Chce też zaznaczyć, że biomasa leśna jest mniej atrakcyjna niż np. węgiel z uwagi na zawartość materii organicznej, która powoduje popiół, czy też wpływ wilgoci na zrębki – te dwa czynniki znacznie obniżają wartość opałową.
Nie mniej jednak, uważam, że produkcja biomasy czy pelletu w Polsce odbywa się w większości wypadków wzorowo.
I teraz chce zaznaczyć, że największym problemem jest tworzenie problemów przez takich Panów jak Pan Justin (nawet jeżeli w 100% to nie są jego poglądy, a przedstawia stanowisko określonej grupy). Czy czytelnicy uważają, że system certifikacji działa tak jak należy? System certyfikacji wymaga od wytwórców biomasy wytłumaczenia/rozliczenia się z jej pochodzenia.
Moim skromnym zdaniem, certyfikacja to nieefektywna maszynka do robienia pięniędzy. Zbyt dużo biurokracji a za mało działania w terenie. Audytorzy sprawdzają łańcych pochodzenia (dokumentacje) i to w zasadzie wszystko. 🙂
Nikt nie sprawdza powierzchni, co stało się z pełnowartościowym drewnem, gdzie trafiło. To są fakty! 🙂
Jest to taki elemencik w strukturze branży leśnej, taka legenda, która jest obłożona bzudrnymi regułkami, papierologią, która wymusza przemysł drzewny na posiadaniu certyfikacji, aby sprzedać produkt końcowy z certyfikatem.
Jestem w zasadzie sceptycznie nastawiony do wszystkiego co proponuje UE do ich zasad, regulacji i wyznaczania trendów w Ochronie Środowiska. Czy Drodzy czytelnicy zwrócili uwagę jak wygląda pojęcie biomasy w rozumieniu UE? Polecam sprawdzić.

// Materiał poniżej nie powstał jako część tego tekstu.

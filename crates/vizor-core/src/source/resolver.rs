//! Resolution of [`Source`]s to pixel tensors.

use super::s3::{ObjectFetcher, S3Fetcher};
use super::{into_pixels, truncate, Source};
use crate::cache::{CacheKey, CacheStore, Purpose};
use crate::codec::{self, NdArray};
use crate::configuration::Configuration;
use crate::network::{DownloadManager, HttpClient};
use crate::{Result, VizorError};
use base64::engine::general_purpose::STANDARD as BASE64;
use base64::Engine;
use ndarray::Array3;
use std::io::Read;
use std::path::Path;
use std::sync::Arc;
use tracing::{debug, info};

/// Turns any [`Source`] into an `(height, width, 3)` `u8` array.
#[derive(Clone)]
pub struct SourceResolver {
    http: HttpClient,
    objects: Arc<dyn ObjectFetcher>,
}

impl SourceResolver {
    pub fn new(http: HttpClient) -> Self {
        Self::with_fetcher(http, Arc::new(S3Fetcher))
    }

    /// Use a custom object-store fetcher.
    pub fn with_fetcher(http: HttpClient, objects: Arc<dyn ObjectFetcher>) -> Self {
        Self { http, objects }
    }

    /// Resolve `source`, consulting `cache` under the `source` purpose for
    /// anything that is not already a tensor.
    pub async fn resolve(
        &self,
        source: &Source,
        config: &Configuration,
        cache: &CacheStore,
    ) -> Result<Array3<u8>> {
        if let Source::Tensor(pixels) = source {
            return Ok(pixels.clone());
        }

        let key = CacheKey::new(&source.identity(), Purpose::Source);
        let cached = cache
            .load(&key, |value| {
                codec::try_decode(&value).and_then(|array| into_pixels(array, "cache").ok())
            })
            .await;
        if let Some(pixels) = cached {
            debug!("Resolved {} source from cache", source.kind());
            return Ok(pixels);
        }

        let pixels = self.fetch(source, config).await?;
        let encoded = pixels.clone();
        cache
            .store(&key, move || codec::encode(&NdArray::from(encoded.into_dyn())))
            .await;
        Ok(pixels)
    }

    async fn fetch(&self, source: &Source, config: &Configuration) -> Result<Array3<u8>> {
        match source {
            Source::Tensor(pixels) => Ok(pixels.clone()),
            Source::Base64(literal) => {
                info!("Creating image from base64 string...");
                let bytes = decode_base64(literal).map_err(|e| VizorError::SourceDecode {
                    source_ref: truncate(literal),
                    message: format!("invalid base64: {}", e),
                })?;
                decode_image_blocking(bytes, truncate(literal)).await
            }
            Source::ObjectStore { uri, bucket, key } => {
                info!("Downloading image from object store: {}", uri);
                let bytes = self
                    .objects
                    .fetch(bucket, key, config)
                    .await
                    .map_err(|e| VizorError::SourceFetch {
                        source_ref: uri.clone(),
                        message: e.to_string(),
                    })?;
                decode_image_blocking(bytes, uri.clone()).await
            }
            Source::Http(url) => {
                info!("Downloading image from URL: {}", url);
                let bytes = self.fetch_http(url, config).await?;
                decode_image_blocking(bytes, url.clone()).await
            }
            Source::File { literal, path } => {
                info!("Loading image from file: {}", path.display());
                let bytes = read_file(path).await.map_err(|e| VizorError::SourceFetch {
                    source_ref: literal.clone(),
                    message: e.to_string(),
                })?;
                decode_image_blocking(bytes, literal.clone()).await
            }
        }
    }

    /// Stream the body to a scratch file, then read it back.
    async fn fetch_http(&self, url: &str, config: &Configuration) -> Result<Vec<u8>> {
        let fetch_error = |message: String| VizorError::SourceFetch {
            source_ref: url.to_string(),
            message,
        };

        let downloads = DownloadManager::with_client(self.http.clone(), config.timeout());
        let mut scratch = tempfile::NamedTempFile::new().map_err(|e| fetch_error(e.to_string()))?;

        downloads
            .download_to(url, scratch.as_file_mut())
            .await
            .map_err(|e| match e {
                VizorError::Network { message } => fetch_error(message),
                other => fetch_error(other.to_string()),
            })?;

        let mut bytes = Vec::new();
        scratch
            .reopen()
            .and_then(|mut file| file.read_to_end(&mut bytes))
            .map_err(|e| fetch_error(e.to_string()))?;
        Ok(bytes)
    }
}

async fn read_file(path: &Path) -> std::io::Result<Vec<u8>> {
    tokio::fs::read(path).await
}

fn decode_base64(literal: &str) -> std::result::Result<Vec<u8>, base64::DecodeError> {
    let payload = match literal.split_once(";base64,") {
        Some((prefix, data)) if prefix.starts_with("data:") => data,
        _ => literal,
    };
    let compact: String = payload.chars().filter(|c| !c.is_ascii_whitespace()).collect();
    BASE64.decode(compact)
}

async fn decode_image_blocking(bytes: Vec<u8>, source_ref: String) -> Result<Array3<u8>> {
    let fallback_ref = source_ref.clone();
    tokio::task::spawn_blocking(move || decode_image(&bytes, &source_ref))
        .await
        .map_err(|e| VizorError::SourceDecode {
            source_ref: fallback_ref,
            message: format!("decoder task failed: {}", e),
        })?
}

/// Decode image container bytes (JPEG, PNG, ...) into RGB pixels.
pub fn decode_image(bytes: &[u8], source_ref: &str) -> Result<Array3<u8>> {
    let image = image::load_from_memory(bytes)
        .map_err(|e| VizorError::SourceDecode {
            source_ref: source_ref.to_string(),
            message: e.to_string(),
        })?
        .to_rgb8();

    let (width, height) = image.dimensions();
    Array3::from_shape_vec((height as usize, width as usize, 3), image.into_raw()).map_err(|e| {
        VizorError::SourceDecode {
            source_ref: source_ref.to_string(),
            message: e.to_string(),
        }
    })
}

#[cfg(test)]
mod tests {
    use super::*;
    use crate::source::FetchError;
    use async_trait::async_trait;
    use axum::http::StatusCode;
    use axum::routing::get;
    use axum::Router;
    use image::{ImageFormat, Rgb, RgbImage};
    use std::io::Cursor;
    use std::sync::atomic::{AtomicUsize, Ordering};
    use tempfile::TempDir;

    fn png_bytes() -> Vec<u8> {
        let image = RgbImage::from_fn(4, 2, |x, y| Rgb([x as u8 * 10, y as u8 * 20, 200]));
        let mut out = Cursor::new(Vec::new());
        image.write_to(&mut out, ImageFormat::Png).unwrap();
        out.into_inner()
    }

    fn expected_pixels() -> Array3<u8> {
        Array3::from_shape_fn((2, 4, 3), |(y, x, c)| match c {
            0 => x as u8 * 10,
            1 => y as u8 * 20,
            _ => 200,
        })
    }

    fn config(cache_dir: &Path) -> Configuration {
        Configuration::builder()
            .cache(true)
            .cache_path(cache_dir)
            .cache_id("test")
            .model_path(cache_dir.join("models"))
            .timeout_secs(5)
            .build()
    }

    fn resolver() -> SourceResolver {
        SourceResolver::new(HttpClient::new().unwrap())
    }

    async fn serve(app: Router) -> String {
        let listener = tokio::net::TcpListener::bind("127.0.0.1:0").await.unwrap();
        let addr = listener.local_addr().unwrap();
        tokio::spawn(async move {
            axum::serve(listener, app).await.unwrap();
        });
        format!("http://{}", addr)
    }

    #[tokio::test]
    async fn test_base64_source() {
        let temp_dir = TempDir::new().unwrap();
        let source = Source::parse(&BASE64.encode(png_bytes())).unwrap();
        let pixels = resolver()
            .resolve(&source, &config(temp_dir.path()), &CacheStore::disabled())
            .await
            .unwrap();
        assert_eq!(pixels, expected_pixels());
    }

    #[tokio::test]
    async fn test_data_url_source() {
        let temp_dir = TempDir::new().unwrap();
        let literal = format!("data:image/png;base64,{}", BASE64.encode(png_bytes()));
        let pixels = resolver()
            .resolve(
                &Source::parse(&literal).unwrap(),
                &config(temp_dir.path()),
                &CacheStore::disabled(),
            )
            .await
            .unwrap();
        assert_eq!(pixels.shape(), &[2, 4, 3]);
    }

    #[tokio::test]
    async fn test_invalid_base64_is_decode_error() {
        let temp_dir = TempDir::new().unwrap();
        let err = resolver()
            .resolve(
                &Source::Base64("not an image!".into()),
                &config(temp_dir.path()),
                &CacheStore::disabled(),
            )
            .await
            .unwrap_err();
        assert!(matches!(err, VizorError::SourceDecode { .. }));

        let err = resolver()
            .resolve(
                &Source::Base64(BASE64.encode(b"plain text")),
                &config(temp_dir.path()),
                &CacheStore::disabled(),
            )
            .await
            .unwrap_err();
        assert!(matches!(err, VizorError::SourceDecode { .. }));
    }

    #[tokio::test]
    async fn test_file_source_and_determinism() {
        let temp_dir = TempDir::new().unwrap();
        let path = temp_dir.path().join("image.png");
        std::fs::write(&path, png_bytes()).unwrap();
        let source = Source::parse(&path.to_string_lossy()).unwrap();
        let config = config(temp_dir.path());

        let first = resolver()
            .resolve(&source, &config, &CacheStore::disabled())
            .await
            .unwrap();
        let second = resolver()
            .resolve(&source, &config, &CacheStore::disabled())
            .await
            .unwrap();
        assert_eq!(first, expected_pixels());
        assert_eq!(first, second);
    }

    #[tokio::test]
    async fn test_missing_file_is_fetch_error() {
        let temp_dir = TempDir::new().unwrap();
        let source = Source::parse("file:///definitely/not/here.png").unwrap();
        let err = resolver()
            .resolve(&source, &config(temp_dir.path()), &CacheStore::disabled())
            .await
            .unwrap_err();
        assert!(matches!(err, VizorError::SourceFetch { .. }));
    }

    #[tokio::test]
    async fn test_http_source_is_cached() {
        let hits = Arc::new(AtomicUsize::new(0));
        let counter = hits.clone();
        let app = Router::new().route(
            "/image.png",
            get(move || {
                let counter = counter.clone();
                async move {
                    counter.fetch_add(1, Ordering::SeqCst);
                    png_bytes()
                }
            }),
        );
        let base = serve(app).await;
        let temp_dir = TempDir::new().unwrap();
        let config = config(temp_dir.path());
        let cache = CacheStore::new(&config);
        let source = Source::parse(&format!("{}/image.png", base)).unwrap();

        let first = resolver().resolve(&source, &config, &cache).await.unwrap();
        let second = resolver().resolve(&source, &config, &cache).await.unwrap();

        assert_eq!(first, expected_pixels());
        assert_eq!(first, second);
        assert_eq!(hits.load(Ordering::SeqCst), 1);
    }

    #[tokio::test]
    async fn test_http_error_status_names_url_and_status() {
        let app = Router::new().route("/gone.png", get(|| async { StatusCode::NOT_FOUND }));
        let base = serve(app).await;
        let temp_dir = TempDir::new().unwrap();
        let url = format!("{}/gone.png", base);

        let err = resolver()
            .resolve(
                &Source::parse(&url).unwrap(),
                &config(temp_dir.path()),
                &CacheStore::disabled(),
            )
            .await
            .unwrap_err();

        match err {
            VizorError::SourceFetch { source_ref, message } => {
                assert_eq!(source_ref, url);
                assert!(message.contains("404"));
            }
            other => panic!("unexpected error: {other:?}"),
        }
    }

    struct StaticFetcher(std::result::Result<Vec<u8>, &'static str>);

    #[async_trait]
    impl ObjectFetcher for StaticFetcher {
        async fn fetch(
            &self,
            _bucket: &str,
            key: &str,
            _config: &Configuration,
        ) -> std::result::Result<Vec<u8>, FetchError> {
            match &self.0 {
                Ok(bytes) => Ok(bytes.clone()),
                Err(_) => Err(FetchError::NotFound(key.to_string())),
            }
        }
    }

    #[tokio::test]
    async fn test_object_store_source() {
        let temp_dir = TempDir::new().unwrap();
        let resolver = SourceResolver::with_fetcher(
            HttpClient::new().unwrap(),
            Arc::new(StaticFetcher(Ok(png_bytes()))),
        );
        let pixels = resolver
            .resolve(
                &Source::parse("s3://bucket/image.png").unwrap(),
                &config(temp_dir.path()),
                &CacheStore::disabled(),
            )
            .await
            .unwrap();
        assert_eq!(pixels, expected_pixels());
    }

    #[tokio::test]
    async fn test_object_store_failure_is_fetch_error() {
        let temp_dir = TempDir::new().unwrap();
        let resolver = SourceResolver::with_fetcher(
            HttpClient::new().unwrap(),
            Arc::new(StaticFetcher(Err("missing"))),
        );
        let err = resolver
            .resolve(
                &Source::parse("s3://bucket/image.png").unwrap(),
                &config(temp_dir.path()),
                &CacheStore::disabled(),
            )
            .await
            .unwrap_err();
        assert!(matches!(err, VizorError::SourceFetch { ref source_ref, .. } if source_ref == "s3://bucket/image.png"));
        assert!(err.to_string().contains("object not found"));
    }

    #[tokio::test]
    async fn test_tensor_passes_through() {
        let temp_dir = TempDir::new().unwrap();
        let pixels = Array3::<u8>::ones((3, 3, 3));
        let resolved = resolver()
            .resolve(
                &Source::from(pixels.clone()),
                &config(temp_dir.path()),
                &CacheStore::disabled(),
            )
            .await
            .unwrap();
        assert_eq!(resolved, pixels);
    }
}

Podziwiam ludzi, którzy mają w 2020 roku głęboką wiarę w skuteczność systemów, które wzięły na siebie odpowiedzialność za Naszą Planetę. 🙂
Żeby poruszać temat biomasy i jej środowiskowych aspektów należy przede wszystkim rozgraniczyć BIOMASĘ wg. definicji ustawowej od “biomasy” produkowanej niezgodnie z tą definicją. Biomasa nie może być produkowana z drewna pełnowartościowego bo w innym wypadku po prostu nią nie jest. Tak więc pellet produkowany jak to autor określa “z całych drzew” nie jest biomasą, a więc jego ekologiczny aspekt rzeczywiście jest znikomy. W biomasie chodzi o to, aby produkować paliwo z pozostałości pozrębowych, które m. in. w Polsce wcześniej były palone na zrębach (a więc cała energia cieplna szła w atmosferę a nie do ogrzania wody) oraz pozostałości po produkcji np. tartacznej, które de facto są odpadem, a więc ich spalanie jest bardziej zasadne, niż składowanie czy cokolwiek innego. Lasy Państwowe nigdy nie dostosowują wycinek lasów pod produkcję biomasy bo jest to ostatni element łańcucha. Wycinki są opisane w planach zagospodarowania lasu a obowiązkowe nasadzenia sprawiają, że takie działanie ma charakter obiegu odnawialnego. Każde działanie polegające na przetwarzaniu drewna pełnowartościowego na biomasę to jej sztuczna produkcja, którą powinno się zwalczać i nie brać pod ocenę ekologiczną razem z legalnie wytwarzaną biomasą drzewną zgodną ze standardami.